Discussion in 'Amps and Cabs [BG]' started by KB, Jan 25, 2001.

  1. KB

    KB Supporting Member

    Jan 13, 2000
    Chapel Hill, NC
    Has anyone tried the new RL Series III from Carvin? I was getting very close to buying the RL600 with the 2x10 and the 1x15 stack, but now that they have switched to the "tube emulator" instead of the real tube preamp I have put on the breaks until I get more reviews of the series III. Has anyone compared the 2 to see how the sound compares? Does anyone own the new series III? If so how does it sound. I have read a little on the carvin board (on Carvin's website), but I feel as though that board may be biased. Please let me know what you think. I just want as many view and reviews as possible before I sink $1100 into a stack that has been "downgraded" (for lack of a better term)

  2. rickbass

    rickbass Supporting Member

    I haven't A/B'd them. Kind of hard to do from a direct order maker. A couple of guys I saw today raved about their Series III but that may be sort of self-fulfilling prophecy effect. However, I have read posts where people are explicitly specifying the Series II head on their orders since I guess Carvin is still setting on an inventory of them. I share the same trepidation because I don't see other makes that marry the tube preamp with the solid state power amp like the Series II, messing with this tube circuit emulator technology. Then, again Carvin is often quick to get hip with good, newer amp tech, like the Toroid transformer, (they ARE Californian, woo-woo). Perhaps MikeyD, whom I consider a real heavy duty tech pro who doesn't BS around, will jump in here. He usually does since he blows through Carvins.

    Yeah, their website preaches to the choir a lot. The moderators obviously know who signs their checks. But what can we expect? Very few people at any maker's site/BBB are going to post, "I bought this friggin thing and I still don't sound like (insert endorser's name here). I'm a
    dumb#@$%!" But there are some serious recording artists and recording engineers who post there.
  3. brianrost

    brianrost Gold Supporting Member

    Apr 26, 2000
    Boston, Taxachusetts
    A better question might be why Carvin ditched the tube in the first place.

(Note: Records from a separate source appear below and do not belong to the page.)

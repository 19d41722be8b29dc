use romi_config::{
    PersistedCalibration, load_calibration, load_calibration_toml, load_line_calibration_csv,
    save_calibration,
};
use rstest::rstest;
use std::fs;
use tempfile::tempdir;

#[test]
fn reads_rows_in_sensor_order() {
    let dir = tempdir().expect("tempdir");
    let path = dir.path().join("line.csv");
    fs::write(&path, "sensor,dark,light\n0,3890,410\n1,3902,398\n2,3911,402\n").expect("write");

    let cal = load_line_calibration_csv(&path).expect("load");
    assert_eq!(cal.dark, vec![3890, 3902, 3911]);
    assert_eq!(cal.light, vec![410, 398, 402]);
    assert!(cal.heading_offset_deg.is_none());
}

#[rstest]
#[case("idx,dark,light\n0,1,2\n", "headers 'sensor,dark,light'")]
#[case("sensor,light,dark\n0,1,2\n", "headers 'sensor,dark,light'")]
#[case("sensor,dark,light\n", "no rows")]
#[case("sensor,dark,light\n1,3900,400\n", "expected 0")]
#[case("sensor,dark,light\n0,abc,400\n", "invalid CSV row 2")]
#[case("sensor,dark,light\n0,70000,400\n", "invalid CSV row 2")]
fn rejects_malformed_csv(#[case] body: &str, #[case] needle: &str) {
    let dir = tempdir().expect("tempdir");
    let path = dir.path().join("line.csv");
    fs::write(&path, body).expect("write");
    let err = load_line_calibration_csv(&path).expect_err("should fail");
    let msg = format!("{err}");
    assert!(msg.contains(needle), "unexpected message: {msg}");
}

#[test]
fn save_then_load_restores_everything() {
    let dir = tempdir().expect("tempdir");
    let path = dir.path().join("cal.toml");
    let cal = PersistedCalibration {
        dark: vec![3900, 3880],
        light: vec![400, 420],
        heading_offset_deg: Some(271.25),
        imu_coefficients: Some((0u8..22).collect()),
    };
    save_calibration(&path, &cal).expect("save");
    assert!(!path.with_extension("new").exists(), "temp file renamed away");

    let back = load_calibration(&path).expect("load");
    assert_eq!(back, cal);
}

#[test]
fn save_refuses_invalid_block() {
    let dir = tempdir().expect("tempdir");
    let path = dir.path().join("cal.toml");
    let cal = PersistedCalibration {
        imu_coefficients: Some(vec![0; 21]),
        ..PersistedCalibration::default()
    };
    assert!(save_calibration(&path, &cal).is_err());
    assert!(!path.exists());
}

#[test]
fn toml_loader_rejects_mismatched_arrays() {
    let dir = tempdir().expect("tempdir");
    let path = dir.path().join("cal.toml");
    fs::write(&path, "[calibration]\ndark = [1, 2, 3]\nlight = [1, 2]\n").expect("write");
    let err = load_calibration_toml(&path).expect_err("mismatch");
    assert!(format!("{err}").contains("calibration.dark has 3 entries"));
}

#[test]
fn dispatches_on_extension() {
    let dir = tempdir().expect("tempdir");
    let path = dir.path().join("line.CSV");
    fs::write(&path, "sensor,dark,light\n0,3000,500\n").expect("write");
    let cal = load_calibration(&path).expect("csv by extension");
    assert_eq!(cal.dark, vec![3000]);
}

    They have a long history with tube amps (been making 'em since the late 40s) so i'd be curious why they made the switch.
  4. rickbass

    rickbass Supporting Member

    That's true, brian. My kneejerk thinking is the usual- they make more money off of it because it's cheaper. But Carvin is one of those manufacturers who usually thinks long-term and often goes with what is better than more cost-effective, e.g., ebony fingerboards, thorough copper shielding, et al.

    I'd ask Dr. Sound but I figure I'd just get the party line if I got any response at all, which isn't likely based on past performance.

    [Edited by rickbass1 on 01-25-2001 at 02:42 PM]
  5. KB,It's hard to tell someone how to spend their money but if the Tube Emulator was the only thing holding me back from buying RL600 III, I would go for it. I Have the RL600II and its the best amp I have ever owned. I like the direct out level on the III that the II does not have but they moved the phone/tuner input to the back of the amp for some reason on the III. It was the hardest thing for me to order an amp without hearing it first but I wish I had done it long ago. If you can afford it just order both amps and A/B them with your speakers and send the one you dont like back. They say no questions asked. If they can send it to you for$19.95 you should be able to send it back to them for the same price. Just a thought.
  6. MikeyD


    Sep 9, 2000
    rickbass1, thanks very much for your extremely kind comments about me! :) And so here I jump in.... I do not have experience with the Series III equipment, but I do have both the R600 and R1000 heads (Series II versions). I looked at the web site and most recent catalog. Seems like the biggest noticeable differences are:
    _ (1) the single tube preamp (mix) replaced with a tube emulator;
    _ (2) the phone/tuner jack moved to rear of cabinet;
    _ (3) a level control added for the direct out;
    _ (4) separate amp send/return patching jacks replaced with "stereo" (I think) send/return in same jack;
    _ (5) Twist-Lok speaker connectors added.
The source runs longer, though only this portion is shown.